BoCoは、鼓膜を使わずに音を聴く骨伝導イヤホン「earsopenシリーズ」の最新モデルとして、世界初・完全ワイヤレス骨伝導イヤホン「PEACE TW-1」を7月30日に発売します。税別価格は1万9800円。
骨伝導技術の専業メーカーであるBoCoは骨伝導かつ、音質にこだわったイヤホンを出し続けてきた注目のメーカー。
これまでも、骨伝導では世界初のハイレゾ対応イヤホンを発売するなど、その高い実力を世間に示してきました。
そして、ついに世界初となる完全ワイヤレス骨伝導イヤホンを商品化。今年2月にはウェアラブルEXPOにおいてデモ機を展示、その後クラウドファンディングを行っていたモデルが市販発売になった形です。片側の外形寸法は36×27×15mm。重量は左右セットで15g。本体カラーはホワイトとブラックの2色。
製品化に至るまでには試行錯誤が繰り返され、振動素子をこれまでの骨伝導イヤホンのようにこめかみにあてるのではなく、耳の軟骨にあてることで音漏れを軽減するといった工夫が盛り込まれています。具体的には従来モデルでネックバンド型の「BT-5」と比較して約50%音漏れ低減を実現しています。

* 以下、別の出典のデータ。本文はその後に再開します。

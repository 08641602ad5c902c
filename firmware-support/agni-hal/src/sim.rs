// SPDX-FileCopyrightText: 2025 Google LLC
//
// SPDX-License-Identifier: Apache-2.0

//! Simulated hardware for running the drivers on the host.
//!
//! None of these types are `Sync`; a simulated "interrupt" is delivered by
//! calling the handler from the test between two scheduler iterations.

use crate::interrupt::InterruptControl;
use crate::memory_map::DESCRIPTOR_SLOT;
use crate::mmio::{NocRegister, RegisterInterface};
use crate::noc::TransferDescriptor;
use crate::time::{Clock, Duration, Instant};
use crate::wrench::{RoccInstruction, WrenchOp, WrenchPort};
use core::cell::{Cell, RefCell};
use heapless::Vec;

/// Number of submissions [`SimNoc`] remembers.
pub const SIM_HISTORY: usize = 256;

/// A simulated NOC control block.
///
/// After each submission the status register reads busy for `latency` reads
/// and then reads done. The read that observes completion also raises the
/// completion interrupt.
pub struct SimNoc {
    /// `None` for a transfer that never finishes.
    latency: Option<u32>,
    busy_reads_left: Cell<u32>,
    in_flight: Cell<bool>,
    irq_enable: Cell<u64>,
    irq_status: Cell<u64>,
    slot: Cell<TransferDescriptor>,
    submissions: RefCell<Vec<TransferDescriptor, SIM_HISTORY>>,
    submits_while_busy: Cell<u32>,
    bad_commands: Cell<u32>,
    completed: Cell<u32>,
    irq_raised: Cell<u32>,
    irq_acks: Cell<u32>,
}

impl SimNoc {
    /// A NOC whose transfers read busy for `latency` status reads.
    pub fn new(latency: u32) -> SimNoc {
        SimNoc::with_latency(Some(latency))
    }

    /// A NOC whose transfers never finish.
    pub fn stuck() -> SimNoc {
        SimNoc::with_latency(None)
    }

    fn with_latency(latency: Option<u32>) -> SimNoc {
        SimNoc {
            latency,
            busy_reads_left: Cell::new(0),
            in_flight: Cell::new(false),
            irq_enable: Cell::new(0),
            irq_status: Cell::new(0),
            slot: Cell::new(TransferDescriptor::default()),
            submissions: RefCell::new(Vec::new()),
            submits_while_busy: Cell::new(0),
            bad_commands: Cell::new(0),
            completed: Cell::new(0),
            irq_raised: Cell::new(0),
            irq_acks: Cell::new(0),
        }
    }

    /// Put the NOC in the busy state without a submission, as if a transfer
    /// was started before the firmware took over.
    pub fn start_foreign_transfer(&self) {
        self.begin_transfer();
    }

    /// Finish the in-flight transfer immediately.
    pub fn complete_now(&self) {
        if self.in_flight.get() {
            self.finish_transfer();
        }
    }

    /// Whether the interrupt line towards the core is asserted.
    pub fn irq_line(&self) -> bool {
        self.irq_enable.get() != 0 && self.irq_status.get() != 0
    }

    pub fn in_flight(&self) -> bool {
        self.in_flight.get()
    }

    /// All descriptors submitted so far, oldest first.
    pub fn submissions(&self) -> Vec<TransferDescriptor, SIM_HISTORY> {
        self.submissions.borrow().clone()
    }

    /// Number of times a command was written while a transfer was in flight.
    pub fn submits_while_busy(&self) -> u32 {
        self.submits_while_busy.get()
    }

    /// Number of command writes that did not point at the descriptor slot.
    pub fn bad_commands(&self) -> u32 {
        self.bad_commands.get()
    }

    pub fn completed_transfers(&self) -> u32 {
        self.completed.get()
    }

    /// Number of times the interrupt status went from clear to pending.
    pub fn irq_raised(&self) -> u32 {
        self.irq_raised.get()
    }

    /// Number of writes that cleared a pending interrupt.
    pub fn irq_acks(&self) -> u32 {
        self.irq_acks.get()
    }

    fn begin_transfer(&self) {
        self.in_flight.set(true);
        self.busy_reads_left.set(self.latency.unwrap_or(0));
    }

    fn finish_transfer(&self) {
        self.in_flight.set(false);
        self.completed.set(self.completed.get() + 1);
        if self.irq_status.get() == 0 {
            self.irq_raised.set(self.irq_raised.get() + 1);
        }
        self.irq_status.set(1);
    }

    fn read_status(&self) -> u64 {
        if !self.in_flight.get() {
            return 0;
        }
        if self.latency.is_none() {
            return 1;
        }
        let left = self.busy_reads_left.get();
        if left > 0 {
            self.busy_reads_left.set(left - 1);
            1
        } else {
            self.finish_transfer();
            0
        }
    }
}

impl RegisterInterface for SimNoc {
    fn read(&self, reg: NocRegister) -> u64 {
        match reg {
            NocRegister::SendCmd => 0,
            NocRegister::Status => self.read_status(),
            NocRegister::IrqEnable => self.irq_enable.get(),
            NocRegister::IrqStatus => self.irq_status.get(),
        }
    }

    fn write(&self, reg: NocRegister, value: u64) {
        match reg {
            NocRegister::SendCmd => {
                if value != DESCRIPTOR_SLOT {
                    self.bad_commands.set(self.bad_commands.get() + 1);
                }
                if self.in_flight.get() {
                    self.submits_while_busy
                        .set(self.submits_while_busy.get() + 1);
                }
                let desc = self.slot.get();
                if self.submissions.borrow_mut().push(desc).is_err() {
                    panic!("SimNoc remembers at most {} submissions", SIM_HISTORY);
                }
                self.begin_transfer();
            }
            NocRegister::Status => {}
            NocRegister::IrqEnable => self.irq_enable.set(value & 1),
            NocRegister::IrqStatus => {
                if value & 1 != 0 && self.irq_status.get() != 0 {
                    self.irq_status.set(0);
                    self.irq_acks.set(self.irq_acks.get() + 1);
                }
            }
        }
    }

    fn store_descriptor(&self, desc: &TransferDescriptor) {
        self.slot.set(*desc);
    }

    fn descriptor_slot(&self) -> u64 {
        DESCRIPTOR_SLOT
    }
}

/// One instruction issued to a [`RecordingWrench`].
#[derive(Debug, Copy, Clone, PartialEq, Eq)]
pub struct Issued {
    pub op: WrenchOp,
    pub instruction: RoccInstruction,
    pub rs1: u64,
    pub rs2: u64,
}

/// A Wrench that remembers what it was asked to do.
#[derive(Debug, Default)]
pub struct RecordingWrench {
    issued: Vec<Issued, SIM_HISTORY>,
}

impl RecordingWrench {
    pub fn new() -> RecordingWrench {
        RecordingWrench::default()
    }

    pub fn issued(&self) -> &[Issued] {
        &self.issued
    }

    /// Addresses passed to `execute`, in issue order.
    pub fn executed(&self) -> impl Iterator<Item = u64> + '_ {
        self.issued
            .iter()
            .filter(|i| i.op == WrenchOp::Execute)
            .map(|i| i.rs1)
    }
}

impl WrenchPort for RecordingWrench {
    fn issue(&mut self, op: WrenchOp, rs1: u64, rs2: u64) {
        let issued = Issued {
            op,
            instruction: op.instruction(),
            rs1,
            rs2,
        };
        if self.issued.push(issued).is_err() {
            panic!("RecordingWrench remembers at most {} instructions", SIM_HISTORY);
        }
    }
}

/// Interrupt masking that only keeps count.
#[derive(Debug, Default)]
pub struct SimInterrupts {
    depth: Cell<u32>,
    sections: Cell<u32>,
}

impl SimInterrupts {
    pub fn new() -> SimInterrupts {
        SimInterrupts::default()
    }

    /// Whether the caller is inside a critical section.
    pub fn is_masked(&self) -> bool {
        self.depth.get() != 0
    }

    /// Number of critical sections entered so far.
    pub fn sections(&self) -> u32 {
        self.sections.get()
    }
}

impl InterruptControl for SimInterrupts {
    fn free<R>(&self, f: impl FnOnce() -> R) -> R {
        self.depth.set(self.depth.get() + 1);
        self.sections.set(self.sections.get() + 1);
        let result = f();
        self.depth.set(self.depth.get() - 1);
        result
    }
}

/// A clock that advances by a fixed step every time it is read.
#[derive(Debug)]
pub struct SimClock {
    now: Cell<Instant>,
    step: Duration,
}

impl SimClock {
    pub fn new(step: Duration) -> SimClock {
        SimClock {
            now: Cell::new(Instant::from_micros(0)),
            step,
        }
    }
}

impl Clock for SimClock {
    fn now(&self) -> Instant {
        let now = self.now.get();
        self.now.set(now + self.step);
        now
    }
}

なにより、「世界最小の骨伝導デバイス」を開発できたことが、小型化が求められると同時に、多くの部品が必要となるためにスピーカー部の容積を普通のイヤホンのようには取りにくい完全ワイヤレスイヤホンでの骨伝導の実現に大いに寄与しています。
振動デバイスとハウジング技術の工夫により、、従来の骨伝導イヤホンでは難しかった音の量感と中低音域の再現力も高め、音質的にもハイレベルであることをアピールしています。

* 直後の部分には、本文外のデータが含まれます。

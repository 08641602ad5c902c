// SPDX-FileCopyrightText: 2025 Google LLC
//
// SPDX-License-Identifier: Apache-2.0

//! Interrupt masking.
//!
//! State shared between the main loop and interrupt context may only be
//! touched inside [`InterruptControl::free`].

/// Scoped interrupt masking.
pub trait InterruptControl {
    /// Run `f` with interrupts masked, restoring the previous mask afterwards.
    fn free<R>(&self, f: impl FnOnce() -> R) -> R;
}

impl<I: InterruptControl> InterruptControl for &I {
    fn free<R>(&self, f: impl FnOnce() -> R) -> R {
        (**self).free(f)
    }
}

/// Machine-mode interrupts of the hart we are running on.
///
/// Only sufficient on a single-hart system, which the Foreman is.
#[derive(Debug, Copy, Clone, Default)]
pub struct MachineInterrupts;

impl InterruptControl for MachineInterrupts {
    fn free<R>(&self, f: impl FnOnce() -> R) -> R {
        riscv::interrupt::free(f)
    }
}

本体素材にはポリカーボネイトとエラストマーの複合材を用いて快適で柔らかい装着性と耐久性を両立。耳を挟み込むT字型イヤーカフ構造を採用しており、フィット感の高さと、動いても落下しにくい形状もポイントです。
耳を塞がないため音楽を聴きながらでも周囲の音が聴こえるというメリットはスポーツ時にも活きるため、骨伝導イヤホンをスポーツ時に使うユーザーは多いだけに、この内容はうれしいところです。
IPX7等級の防水設計を備えているため、スポーツ時から雨の中まで、水のかかるシーンでも問題なく使えます。

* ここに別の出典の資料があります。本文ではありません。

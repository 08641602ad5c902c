// SPDX-FileCopyrightText: 2025 Google LLC
//
// SPDX-License-Identifier: Apache-2.0

use agni_hal::memory_map::{
    GLOBAL_DRAM_BASE, KEY_SCRATCH_BASE, KEY_SCRATCH_SIZE, WRENCH_SCRATCH_BASE,
};
use agni_hal::noc::{TransferDescriptor, INTER_STAGE_TRANSFER_SIZE};
use agni_hal::sim::{RecordingWrench, SimInterrupts, SimNoc};
use agni_hal::wrench::{ArrayShape, WrenchOp};
use agni_sys::interrupt::{Dispatcher, IrqSource};
use agni_sys::pipeline::Pipeline;
use agni_sys::scheduler::{CompletionMode, ConfigError, Scheduler, SchedulerConfig, Tick};
use agni_sys::task::Task;
use std::cell::RefCell;
use std::sync::atomic::{AtomicU32, Ordering};
use test_strategy::proptest;

use Tick::*;

type SimPipeline<'a, const N: usize> = Pipeline<&'a SimNoc, &'a SimInterrupts, N>;

fn result_addr(job_id: u32) -> u64 {
    WRENCH_SCRATCH_BASE + 0x10_0000 + 0x1000 * job_id as u64
}

fn matmul(job_id: u32) -> Task {
    Task::matmul(
        job_id,
        WRENCH_SCRATCH_BASE + 0x100 * job_id as u64,
        GLOBAL_DRAM_BASE + 0x100 * job_id as u64,
        result_addr(job_id),
    )
}

fn polled() -> SchedulerConfig {
    SchedulerConfig::DEFAULT.with_completion(CompletionMode::Polled)
}

#[test]
fn three_jobs_polled() {
    let sim = SimNoc::new(1);
    let irqs = SimInterrupts::new();
    let pipeline: SimPipeline<8> = Pipeline::new(&sim, &irqs, polled());
    for id in 1..=3 {
        pipeline.submit_task(matmul(id)).unwrap();
    }

    let handed = RefCell::new(Vec::new());
    let mut scheduler = Scheduler::new(&pipeline, RecordingWrench::new(), |t: &Task| {
        handed.borrow_mut().push(*t)
    });
    let ticks: Vec<Tick> = (0..10).map(|_| scheduler.poll()).collect();

    assert_eq!(
        ticks,
        [
            Dispatched(1),
            TransferBusy,
            Dispatched(2),
            TransferBusy,
            Dispatched(3),
            TransferBusy,
            HandedOff(1),
            HandedOff(2),
            HandedOff(3),
            Idle,
        ]
    );
    assert_eq!(pipeline.queued(), 0);
    assert!(!pipeline.transfer_outstanding());

    // Four Wrench instructions per job, in order, for jobs 1, 2, 3.
    let issued = scheduler.wrench().issued();
    assert_eq!(issued.len(), 12);
    for (job, chunk) in (1..=3).zip(issued.chunks(4)) {
        let ops: Vec<WrenchOp> = chunk.iter().map(|i| i.op).collect();
        assert_eq!(ops, WrenchOp::SEQUENCE);
        let task = matmul(job);
        assert_eq!((chunk[0].rs1, chunk[0].rs2), (8, 8));
        assert_eq!(chunk[1].rs1, task.operand_a);
        assert_eq!(chunk[2].rs1, task.operand_b);
        assert_eq!(chunk[3].rs1, task.result);
    }

    let expected: Vec<TransferDescriptor> = (1..=3)
        .map(|id| TransferDescriptor::new(result_addr(id), KEY_SCRATCH_BASE, INTER_STAGE_TRANSFER_SIZE))
        .collect();
    assert_eq!(sim.submissions().as_slice(), expected.as_slice());
    assert_eq!(sim.submits_while_busy(), 0);

    let handed = handed.borrow();
    assert_eq!(handed.iter().map(|t| t.job_id).collect::<Vec<_>>(), [1, 2, 3]);
    assert!(handed
        .iter()
        .all(|t| *t == Task::vector(t.job_id, KEY_SCRATCH_BASE, KEY_SCRATCH_BASE, KEY_SCRATCH_BASE)));

    let stats = scheduler.stats();
    assert_eq!(
        (stats.dispatched, stats.handed_off, stats.busy_polls, stats.idle_polls),
        (3, 3, 3, 1)
    );
}

#[test]
fn three_jobs_interrupt_driven() {
    let sim = SimNoc::new(1);
    let irqs = SimInterrupts::new();
    let pipeline: SimPipeline<8> = Pipeline::new(&sim, &irqs, SchedulerConfig::DEFAULT);
    let dispatcher = Dispatcher::new();
    dispatcher.register(IrqSource::NocTransferDone, &pipeline);
    pipeline.noc().irq_enable();

    for id in 1..=3 {
        pipeline.submit_task(matmul(id)).unwrap();
    }

    let mut scheduler = Scheduler::new(&pipeline, RecordingWrench::new(), |_: &Task| {});
    let mut ticks = Vec::new();
    for _ in 0..13 {
        ticks.push(scheduler.poll());
        if sim.irq_line() {
            assert!(!irqs.is_masked());
            dispatcher.dispatch(IrqSource::NocTransferDone);
            assert!(!sim.irq_line());
        }
    }

    assert_eq!(
        ticks,
        [
            Dispatched(1),
            TransferBusy,
            AwaitingCompletion,
            Dispatched(2),
            TransferBusy,
            AwaitingCompletion,
            Dispatched(3),
            TransferBusy,
            AwaitingCompletion,
            HandedOff(1),
            HandedOff(2),
            HandedOff(3),
            Idle,
        ]
    );
    assert_eq!(sim.irq_raised(), 3);
    assert_eq!(sim.irq_acks(), 3);
    assert_eq!(pipeline.completed_transfers(), 3);
    assert_eq!(
        scheduler.wrench().executed().collect::<Vec<_>>(),
        [result_addr(1), result_addr(2), result_addr(3)]
    );
}

#[test]
fn waits_for_transfer_started_before_boot() {
    let sim = SimNoc::new(0);
    sim.start_foreign_transfer();
    let irqs = SimInterrupts::new();
    let pipeline: SimPipeline<4> = Pipeline::new(&sim, &irqs, polled());
    pipeline.submit_task(matmul(1)).unwrap();

    let mut scheduler = Scheduler::new(&pipeline, RecordingWrench::new(), |_: &Task| {});
    // The foreign transfer finishes on the first status read.
    assert_eq!(scheduler.poll(), Dispatched(1));
    assert_eq!(sim.submits_while_busy(), 0);
}

#[test]
fn stuck_noc_blocks_dispatch() {
    let sim = SimNoc::stuck();
    sim.start_foreign_transfer();
    let irqs = SimInterrupts::new();
    let pipeline: SimPipeline<4> = Pipeline::new(&sim, &irqs, polled());
    pipeline.submit_task(matmul(1)).unwrap();

    let mut scheduler = Scheduler::new(&pipeline, RecordingWrench::new(), |_: &Task| {});
    for _ in 0..5 {
        assert_eq!(scheduler.poll(), TransferBusy);
    }
    assert!(scheduler.wrench().issued().is_empty());
    assert_eq!(pipeline.queued(), 1);
}

#[test]
fn custom_shape_is_configured() {
    let sim = SimNoc::new(0);
    let irqs = SimInterrupts::new();
    let config = polled().with_shape(ArrayShape::new(4, 2).unwrap());
    let pipeline: SimPipeline<4> = Pipeline::new(&sim, &irqs, config);
    pipeline.submit_task(matmul(7)).unwrap();

    let mut scheduler = Scheduler::new(&pipeline, RecordingWrench::new(), |_: &Task| {});
    assert_eq!(scheduler.poll(), Dispatched(7));
    let configure = scheduler.wrench().issued()[0];
    assert_eq!(configure.op, WrenchOp::Configure);
    assert_eq!((configure.rs1, configure.rs2), (4, 2));
}

#[test]
fn config_outside_key_scratch_is_refused() {
    let new = |size, destination| {
        SchedulerConfig::new(ArrayShape::FULL, size, destination, CompletionMode::Polled)
    };

    assert_eq!(
        new(4096, 0x1000_0000),
        Err(ConfigError::DestinationOutOfRange(0x1000_0000))
    );
    assert_eq!(
        new(4096, GLOBAL_DRAM_BASE),
        Err(ConfigError::DestinationOutOfRange(GLOBAL_DRAM_BASE))
    );
    // Starts inside Key scratch but runs past its end.
    let tail = KEY_SCRATCH_BASE + KEY_SCRATCH_SIZE - 4095;
    assert_eq!(new(4096, tail), Err(ConfigError::DestinationOutOfRange(tail)));
    assert_eq!(new(0, KEY_SCRATCH_BASE), Err(ConfigError::EmptyTransfer));
}

#[test]
fn accepted_config_is_used_for_copies() {
    let destination = KEY_SCRATCH_BASE + KEY_SCRATCH_SIZE - 512;
    let config =
        SchedulerConfig::new(ArrayShape::FULL, 512, destination, CompletionMode::Polled).unwrap();
    assert_eq!(config.transfer_size(), 512);
    assert_eq!(config.destination(), destination);
    assert_eq!(config.completion(), CompletionMode::Polled);
    assert_eq!(config.shape(), ArrayShape::FULL);

    let sim = SimNoc::new(0);
    let irqs = SimInterrupts::new();
    let pipeline: SimPipeline<4> = Pipeline::new(&sim, &irqs, config);
    pipeline.submit_task(matmul(3)).unwrap();
    let mut scheduler = Scheduler::new(&pipeline, RecordingWrench::new(), |_: &Task| {});
    assert_eq!(scheduler.poll(), Dispatched(3));
    assert_eq!(
        sim.submissions().as_slice(),
        [TransferDescriptor::new(result_addr(3), destination, 512)]
    );
}

#[test]
fn default_config_is_accepted() {
    let d = SchedulerConfig::DEFAULT;
    assert_eq!(
        SchedulerConfig::new(d.shape(), d.transfer_size(), d.destination(), d.completion()),
        Ok(d)
    );
    assert_eq!(d.transfer_size(), INTER_STAGE_TRANSFER_SIZE);
}

#[test]
fn vector_tasks_are_handed_off_directly() {
    let sim = SimNoc::new(0);
    let irqs = SimInterrupts::new();
    let pipeline: SimPipeline<4> = Pipeline::new(&sim, &irqs, polled());
    let task = Task::vector(9, KEY_SCRATCH_BASE, GLOBAL_DRAM_BASE, KEY_SCRATCH_BASE + 0x1000);
    pipeline.submit_task(task).unwrap();

    let handed = RefCell::new(Vec::new());
    let mut scheduler = Scheduler::new(&pipeline, RecordingWrench::new(), |t: &Task| {
        handed.borrow_mut().push(*t)
    });
    assert_eq!(scheduler.poll(), HandedOff(9));
    assert_eq!(scheduler.poll(), Idle);
    assert_eq!(*handed.borrow(), [task]);
    assert!(scheduler.wrench().issued().is_empty());
    assert!(sim.submissions().is_empty());
}

static IDLE_CALLS: AtomicU32 = AtomicU32::new(0);

fn count_idle() {
    IDLE_CALLS.fetch_add(1, Ordering::Relaxed);
}

#[test]
fn idle_hook_runs_only_when_idle() {
    let sim = SimNoc::new(1);
    let irqs = SimInterrupts::new();
    let pipeline: SimPipeline<4> = Pipeline::new(&sim, &irqs, polled());
    let mut scheduler =
        Scheduler::new(&pipeline, RecordingWrench::new(), |_: &Task| {}).with_idle_hook(count_idle);

    assert_eq!(scheduler.step(), Idle);
    assert_eq!(IDLE_CALLS.load(Ordering::Relaxed), 1);

    pipeline.submit_task(matmul(1)).unwrap();
    assert_eq!(scheduler.step(), Dispatched(1));
    assert_eq!(scheduler.step(), TransferBusy);
    assert_eq!(IDLE_CALLS.load(Ordering::Relaxed), 1);

    // `poll` never calls the hook.
    assert_eq!(scheduler.poll(), HandedOff(1));
    assert_eq!(scheduler.poll(), Idle);
    assert_eq!(IDLE_CALLS.load(Ordering::Relaxed), 1);
}

#[proptest]
fn never_submits_while_busy(
    #[strategy(0u32..4)] latency: u32,
    #[strategy(1u32..20)] jobs: u32,
    polled_completion: bool,
) {
    let sim = SimNoc::new(latency);
    let irqs = SimInterrupts::new();
    let config = if polled_completion {
        polled()
    } else {
        SchedulerConfig::DEFAULT
    };
    let pipeline: SimPipeline<32> = Pipeline::new(&sim, &irqs, config);
    let dispatcher = Dispatcher::new();
    dispatcher.register(IrqSource::NocTransferDone, &pipeline);
    if !polled_completion {
        pipeline.noc().irq_enable();
    }
    for id in 0..jobs {
        pipeline.submit_task(matmul(id)).unwrap();
    }

    let mut dispatched = Vec::new();
    let mut handed_off = Vec::new();
    let mut scheduler = Scheduler::new(&pipeline, RecordingWrench::new(), |_: &Task| {});
    for _ in 0..1000 {
        match scheduler.poll() {
            Dispatched(id) => dispatched.push(id),
            HandedOff(id) => handed_off.push(id),
            Idle => break,
            TransferBusy | AwaitingCompletion => {}
        }
        if sim.irq_line() {
            dispatcher.dispatch(IrqSource::NocTransferDone);
        }
    }

    let expected: Vec<u32> = (0..jobs).collect();
    assert_eq!(sim.submits_while_busy(), 0);
    assert_eq!(sim.bad_commands(), 0);
    assert_eq!(dispatched, expected);
    assert_eq!(handed_off, expected);
    assert_eq!(pipeline.queued(), 0);
}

Bluetooth Ver5.0。対応コーデックはSBCのみ。プロファイルはA2DP、AVRCP、HFP、HSP、SPPに対応。
イヤホン単体での連続再生時間は約5時間、付属の充電クレードル併用で最大約12時間の使用が可能。端子にはUSB Type-Cを採用。
さすがに対応コーデックはSBCのみ。ここは今後、上位モデルや改良モデルが出る際に強化されるか注目のポイントです。もっとも、骨伝導で聴く場合、コーデックの違いを聴き分けられるのかという問題もあります。ただ、BoCoはハイレゾ対応相当のワイドレンジモデルを出しているくらいですから期待はできるでしょう。
音質やデザイン性だけではない独自の付加価値で大いに注目できる完全ワイヤレスイヤホンです。本機はすでに昨年のクラウドファンディングで多額の資金を調達できており、ごく一般よりも完全ワイヤレスイヤホンや骨伝導イヤホンに感度の高いユーザーにとっては大注目の存在であることは周知です。
ただ、国内大手メーカーも含めて、なかなか他社には技術的にも難しそうなタイプなので、本機が成功したからといって、次々に追随するメーカーが現れるとも思えません。
本機の一般販売がうまくいったなら、BoCo自身が、さらなる音質重視モデル(対応コーデックが増える、ハイレゾ対応相当に再生能力を高めるなど)を出してくれるでしょうか(完全ワイヤレスイヤホン+BoCo)?